Online grant proposals are here to stay. They are frustrating, exasperating, and daunting. Still, we often must present our case for support in 2,000 characters (~350 words) or less. Writing tight or to the point while getting the attention of the grant reviewer has never been more crucial.
Although brevity is key, grant makers still want engaging narratives that state the issue or problem succinctly while providing evidence that your organization will achieve the proposed outcomes. Knowing what to say and how to say it in a short grant application is the focus of this workshop. The techniques discussed will help you construct successful paper and paperless proposal narratives.
This is a fun, dynamic session that combines lecture, discussion, and hands-on exercises. Attendees will be able to use the slides in the handout as a guide to help them prepare grant proposals in the future.
The learning objectives are as follows:
- Identify key elements that will grab the attention of grant reviewers
- Use simple, direct language to make your point
- Understand the nature of online grant proposals from the reviewer's point-of-view.

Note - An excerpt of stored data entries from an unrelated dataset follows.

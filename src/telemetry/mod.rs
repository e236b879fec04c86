//! Tracing and OpenTelemetry initialization.
//!
//! Logs always go to stderr through a fmt layer. When an OTLP endpoint is
//! configured, traces, metrics and logs are exported there as well.

pub mod metrics;
pub mod pool;

use opentelemetry::trace::TracerProvider as _;
use opentelemetry_otlp::WithExportConfig as _;
use opentelemetry_sdk::Resource;
use opentelemetry_sdk::logs::SdkLoggerProvider;
use opentelemetry_sdk::metrics::SdkMeterProvider;
use opentelemetry_sdk::trace::SdkTracerProvider;
use tracing_subscriber::EnvFilter;
use tracing_subscriber::layer::SubscriberExt as _;
use tracing_subscriber::util::SubscriberInitExt as _;

use crate::error::{Error, Result};

/// Configuration for telemetry initialization.
pub struct TelemetryConfig {
    /// Optional OTLP endpoint (e.g. "http://localhost:4317").
    pub endpoint: Option<String>,
    /// The service name reported in telemetry signals.
    pub service_name: String,
    /// Fallback filter directive when `RUST_LOG` is unset (e.g. "info").
    pub log_level: String,
}

/// Keeps the OTLP pipelines alive. Dropping it flushes and shuts them down.
pub struct TelemetryGuard {
    pipelines: Option<OtlpPipelines>,
}

impl TelemetryGuard {
    /// Push everything buffered so far to the collector.
    pub fn force_flush(&self) {
        if let Some(pipelines) = &self.pipelines {
            pipelines.force_flush();
        }
    }
}

impl Drop for TelemetryGuard {
    fn drop(&mut self) {
        if let Some(pipelines) = self.pipelines.take() {
            pipelines.shutdown();
        }
    }
}

struct OtlpPipelines {
    tracer_provider: SdkTracerProvider,
    meter_provider: SdkMeterProvider,
    logger_provider: SdkLoggerProvider,
}

impl OtlpPipelines {
    fn build(endpoint: &str, resource: Resource) -> Result<Self> {
        let span_exporter = opentelemetry_otlp::SpanExporter::builder()
            .with_tonic()
            .with_endpoint(endpoint)
            .build()
            .map_err(|e| exporter_error("span", e))?;
        let metric_exporter = opentelemetry_otlp::MetricExporter::builder()
            .with_tonic()
            .with_endpoint(endpoint)
            .build()
            .map_err(|e| exporter_error("metric", e))?;
        let log_exporter = opentelemetry_otlp::LogExporter::builder()
            .with_tonic()
            .with_endpoint(endpoint)
            .build()
            .map_err(|e| exporter_error("log", e))?;

        Ok(Self {
            tracer_provider: SdkTracerProvider::builder()
                .with_batch_exporter(span_exporter)
                .with_resource(resource.clone())
                .build(),
            meter_provider: SdkMeterProvider::builder()
                .with_periodic_exporter(metric_exporter)
                .with_resource(resource.clone())
                .build(),
            logger_provider: SdkLoggerProvider::builder()
                .with_batch_exporter(log_exporter)
                .with_resource(resource)
                .build(),
        })
    }

    fn force_flush(&self) {
        let _ = self.tracer_provider.force_flush();
        let _ = self.meter_provider.force_flush();
        let _ = self.logger_provider.force_flush();
    }

    // Logs first so that records emitted during span shutdown are not lost.
    fn shutdown(self) {
        let _ = self.logger_provider.shutdown();
        let _ = self.meter_provider.shutdown();
        let _ = self.tracer_provider.shutdown();
    }
}

fn exporter_error(signal: &str, e: impl std::fmt::Display) -> Error {
    Error::Other(format!("failed to create OTLP {signal} exporter: {e}"))
}

fn resource(service_name: String) -> Resource {
    Resource::builder()
        .with_service_name(service_name)
        .with_attribute(opentelemetry::KeyValue::new(
            opentelemetry_semantic_conventions::resource::SERVICE_VERSION,
            env!("CARGO_PKG_VERSION"),
        ))
        .build()
}

/// Initialize the global tracing subscriber and, with an endpoint, the
/// OTLP exporters.
///
/// # Errors
///
/// Fails if an exporter cannot be built or a global subscriber is
/// already installed.
pub fn init_telemetry(config: TelemetryConfig) -> Result<TelemetryGuard> {
    let env_filter =
        EnvFilter::try_from_default_env().unwrap_or_else(|_| EnvFilter::new(&config.log_level));

    let pipelines = config
        .endpoint
        .as_deref()
        .map(|endpoint| OtlpPipelines::build(endpoint, resource(config.service_name.clone())))
        .transpose()?;

    let trace_layer = pipelines.as_ref().map(|p| {
        tracing_opentelemetry::layer().with_tracer(p.tracer_provider.tracer("leadpool"))
    });
    let log_layer = pipelines.as_ref().map(|p| {
        opentelemetry_appender_tracing::layer::OpenTelemetryTracingBridge::new(&p.logger_provider)
    });

    tracing_subscriber::registry()
        .with(env_filter)
        .with(tracing_subscriber::fmt::layer().with_writer(std::io::stderr))
        .with(trace_layer)
        .with(log_layer)
        .try_init()
        .map_err(|e| Error::Other(format!("failed to init tracing subscriber: {e}")))?;

    if let Some(p) = &pipelines {
        opentelemetry::global::set_meter_provider(p.meter_provider.clone());
    }

    Ok(TelemetryGuard { pipelines })
}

Diane Gedeon-Martin is a nationally recognized grants consultant, instructor, and lecturer in the area of grants and grant seeking for nonprofit organizations. She started her company The Write Source, LLC in 1993 and has a current roster of over 280 nonprofit clients in 26 states and Washington, DC. Diane helps her clients achieve their goals by winning grants ranging from $5,000 to $5.0 million. In fact, she specializes in preparing government grant proposals.
Based in Connecticut, Diane is a nationally recognized speaker and trainer reaching over 20,000 people through her grant-seeking workshops and conference sessions. Her dedication to the field is evident in the way she speaks about the grant seeking process; her enthusiasm is contagious! In 2015, she retired after 14 years as an adjunct faculty member of The Fund Raising School at the Lilly Family School of Philanthropy at Indiana University where she taught and co-authored the curriculum for their Grant Proposals course. She frequently presents at regional, national, and international conferences including those hosted by the Grant Professionals Association (GPA), Association of Fundraising Professionals (AFP), Massachusetts Nonprofit Network and other statewide resource centers, and a number venues hosted by nonprofit organizations. In 2010, she became a certified Master Trainer through the AFP Faculty Training Academy.